The identification of unique senescence markers remains challenging. Current hallmarks of senescent cells, including increased senescence-associated β-galactosidase activity, increased levels of cell cycle regulators such as p16, p27, and p53, and altered levels of sirtuins and lamins, are detected commonly by Western blot and immunohistochemistry methods. Mass spectrometry outperforms these conventional quantification methods in terms of high throughput, specificity, and reproducibility.

OBJECTIVES

To develop multiple reaction monitoring-based tandem mass spectrometric senescence assay for simultaneous measuring of p16, p27, p53, p53-β, the seven proteins of the sirtuins family and the four transcript variants of lamins proteins in aging cell model and cancerous cell lines.

METHODOLOGY

Multiple reaction monitoring-tandem mass transitions per protein were developed for each signature peptide(s) and stable isotope-labeled internal standard.

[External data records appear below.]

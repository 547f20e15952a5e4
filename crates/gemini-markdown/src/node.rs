//! DOM tree for conversation pages.
//!
//! [`Document`] wraps scraper's [`Html`], so nodes live in ego-tree's arena and
//! are addressed by [`NodeId`]. Every node knows its parent, which keeps the
//! ancestor queries (the list indentation walk, `closest`) cheap. Selector
//! queries run through scraper's [`Selector`]. Hosts that render a page
//! themselves can grow the tree with [`Document::append_element`] and
//! [`Document::append_text`]; see [`crate::html`] for parsing.

use ego_tree::NodeRef;
use html5ever::tendril::StrTendril as AttrValue;
use html5ever::{namespace_url, ns, Attribute, LocalName, QualName};
use scraper::node::{Element, Text};
use scraper::{CaseSensitivity, ElementRef, Html, Node, Selector, StrTendril};

use crate::utilities::is_block;

pub use ego_tree::NodeId;

/// Coarse node classification
#[derive(Debug, Clone, Copy, PartialEq, Eq)]
pub enum NodeType {
    Element,
    Text,
    /// Comments, doctypes and the document node itself
    Other,
}

/// A DOM tree whose top element is the root returned by [`Document::root`].
#[derive(Debug, Clone)]
pub struct Document {
    html: Html,
}

impl From<Html> for Document {
    fn from(html: Html) -> Self {
        Self { html }
    }
}

impl Document {
    /// Create a document holding a single root element
    pub fn new(root_tag: &str) -> Self {
        let mut html = Html::new_document();
        html.tree.root_mut().append(element(root_tag, &[]));
        Self { html }
    }

    pub fn root(&self) -> NodeId {
        self.html.root_element().id()
    }

    fn node(&self, id: NodeId) -> NodeRef<'_, Node> {
        self.html
            .tree
            .get(id)
            .expect("node id issued by another document")
    }

    fn append(&mut self, parent: NodeId, value: Node) -> NodeId {
        self.html
            .tree
            .get_mut(parent)
            .expect("node id issued by another document")
            .append(value)
            .id()
    }

    /// Append a new element as the last child of `parent`
    pub fn append_element(&mut self, parent: NodeId, tag: &str) -> NodeId {
        self.append(parent, element(tag, &[]))
    }

    /// Append a new element with attributes as the last child of `parent`
    pub fn append_element_with_attrs(
        &mut self,
        parent: NodeId,
        tag: &str,
        attrs: &[(&str, &str)],
    ) -> NodeId {
        self.append(parent, element(tag, attrs))
    }

    /// Append a text node as the last child of `parent`
    pub fn append_text(&mut self, parent: NodeId, content: &str) -> NodeId {
        self.append(
            parent,
            Node::Text(Text {
                text: StrTendril::from(content),
            }),
        )
    }

    pub fn value(&self, id: NodeId) -> &Node {
        self.node(id).value()
    }

    pub fn node_type(&self, id: NodeId) -> NodeType {
        match self.value(id) {
            Node::Element(_) => NodeType::Element,
            Node::Text(_) => NodeType::Text,
            _ => NodeType::Other,
        }
    }

    /// Check if this is an element node
    pub fn is_element(&self, id: NodeId) -> bool {
        self.value(id).is_element()
    }

    /// Check if this is a text node
    pub fn is_text(&self, id: NodeId) -> bool {
        self.value(id).is_text()
    }

    /// Lowercase tag name for elements, the DOM `nodeName` otherwise
    pub fn tag_name(&self, id: NodeId) -> &str {
        match self.value(id) {
            Node::Element(element) => element.name(),
            Node::Text(_) => "#text",
            Node::Comment(_) => "#comment",
            Node::Document => "#document",
            Node::Fragment => "#document-fragment",
            Node::Doctype(doctype) => &*doctype.name,
            Node::ProcessingInstruction(instruction) => &*instruction.target,
        }
    }

    /// Content of a text node
    pub fn text(&self, id: NodeId) -> Option<&str> {
        self.value(id).as_text().map(|text| &**text)
    }

    /// Get an attribute value by name
    pub fn attr(&self, id: NodeId, name: &str) -> Option<&str> {
        self.value(id)
            .as_element()?
            .attr(&name.to_ascii_lowercase())
    }

    /// Check the whitespace-separated `class` attribute for `class`
    pub fn has_class(&self, id: NodeId, class: &str) -> bool {
        self.value(id)
            .as_element()
            .map(|element| element.has_class(class, CaseSensitivity::CaseSensitive))
            .unwrap_or(false)
    }

    /// Parent element; `None` for the root
    pub fn parent(&self, id: NodeId) -> Option<NodeId> {
        self.node(id)
            .parent()
            .filter(|parent| parent.value().is_element())
            .map(|parent| parent.id())
    }

    /// Get all child nodes
    pub fn children(&self, id: NodeId) -> impl Iterator<Item = NodeId> + '_ {
        self.node(id).children().map(|child| child.id())
    }

    /// Get only element children
    pub fn element_children(&self, id: NodeId) -> impl Iterator<Item = NodeId> + '_ {
        self.node(id)
            .children()
            .filter(|child| child.value().is_element())
            .map(|child| child.id())
    }

    /// Ancestor elements from the parent up to the root
    pub fn ancestors(&self, id: NodeId) -> impl Iterator<Item = NodeId> + '_ {
        self.node(id)
            .ancestors()
            .filter(|ancestor| ancestor.value().is_element())
            .map(|ancestor| ancestor.id())
    }

    /// Descendants in document order, excluding `id` itself
    pub fn descendants(&self, id: NodeId) -> impl Iterator<Item = NodeId> + '_ {
        self.node(id).descendants().skip(1).map(|node| node.id())
    }

    /// The node itself or its nearest ancestor with the given tag
    pub fn closest(&self, id: NodeId, tag: &str) -> Option<NodeId> {
        std::iter::once(id)
            .chain(self.ancestors(id))
            .find(|&n| self.is_element(n) && self.tag_name(n) == tag)
    }

    /// Zero-based position of `id` among its parent's element children
    pub fn element_index(&self, id: NodeId) -> Option<usize> {
        let parent = self.parent(id)?;
        self.element_children(parent).position(|c| c == id)
    }

    /// Get all text content from this node and descendants
    pub fn text_content(&self, id: NodeId) -> String {
        self.node(id)
            .descendants()
            .filter_map(|node| node.value().as_text())
            .map(|text| &**text)
            .collect()
    }

    /// Text as a browser would lay it out: runs of HTML whitespace collapse
    /// to one space, `<br>` breaks the line and block elements sit on lines
    /// of their own. Non-breaking spaces are content and survive.
    pub fn inner_text(&self, id: NodeId) -> String {
        let mut out = String::new();
        self.push_inner_text(id, &mut out);
        out
    }

    fn push_inner_text(&self, id: NodeId, out: &mut String) {
        match self.value(id) {
            Node::Text(text) => {
                for c in text.chars() {
                    if !c.is_ascii_whitespace() {
                        out.push(c);
                    } else if !(out.is_empty() || out.ends_with(' ') || out.ends_with('\n')) {
                        out.push(' ');
                    }
                }
            }
            Node::Element(element) if element.name() == "br" => {
                trim_trailing_spaces(out);
                out.push('\n');
            }
            Node::Element(element) => {
                let block = is_block(element.name());
                if block {
                    end_line(out);
                }
                for child in self.children(id) {
                    self.push_inner_text(child, out);
                }
                if block {
                    end_line(out);
                }
            }
            _ => {}
        }
    }

    /// All descendant elements of `scope` matching `selector`, in document order
    pub fn select(&self, scope: NodeId, selector: &Selector) -> Vec<NodeId> {
        ElementRef::wrap(self.node(scope))
            .map(|scope| scope.select(selector).map(|found| found.id()).collect())
            .unwrap_or_default()
    }

    /// First descendant element of `scope` matching `selector`
    pub fn select_first(&self, scope: NodeId, selector: &Selector) -> Option<NodeId> {
        ElementRef::wrap(self.node(scope))?
            .select(selector)
            .next()
            .map(|found| found.id())
    }
}

/// An HTML element node with lowercase tag and attribute names
fn element(tag: &str, attrs: &[(&str, &str)]) -> Node {
    let attributes = attrs
        .iter()
        .map(|(name, value)| Attribute {
            name: QualName::new(None, ns!(), LocalName::from(name.to_ascii_lowercase())),
            value: AttrValue::from(*value),
        })
        .collect();
    Node::Element(Element::new(
        QualName::new(None, ns!(html), LocalName::from(tag.to_ascii_lowercase())),
        attributes,
    ))
}

fn trim_trailing_spaces(out: &mut String) {
    let len = out.trim_end_matches(' ').len();
    out.truncate(len);
}

/// Start a new line unless already at the start of one
fn end_line(out: &mut String) {
    trim_trailing_spaces(out);
    if !out.is_empty() && !out.ends_with('\n') {
        out.push('\n');
    }
}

The developed assay was validated in a matrix using breast cancer MCF7 cell lines according to the US-FDA guidelines for bioanalytical assays.

RESULTS

The analytes chromatographic peaks were baseline separated and showed linear behavior in a wide dynamic range with r ≥ 0.98. The method for all proteins has passed the inter/intra-day precision and accuracy validation using three levels of quality control samples. The accuracy and the precision for most analytes were 80-120% and ≤20%, respectively. The method's sensitivity for the panels' signature peptides ranged from 1 ng μL to 1 μg mL. Extraction recovery assessed in two quality control levels was >60% for most analytes. This LC-MS-MS validated senescence assay showed reduced lamin A, lamin A△10, lamin A△50, SIRT1, SIRT3, SIRT5, p53, and p16, as well as p53-β induction, are implicated in replicative senescence. Meanwhile, increased lamin C: lamin A ratio was evident and can diagnose breast carcinogenesis. Moreover, in breast cancer metastasis, reduced SIRT2 and p27 and elevated levels of lamin A△50, SIRT5, SIRT7, and p53-β are evident.

CONCLUSION

LC-MS/MS is a potent alternative tool to the currently available assays. The high throughput method established can study senescence's role in different pathophysiological processes.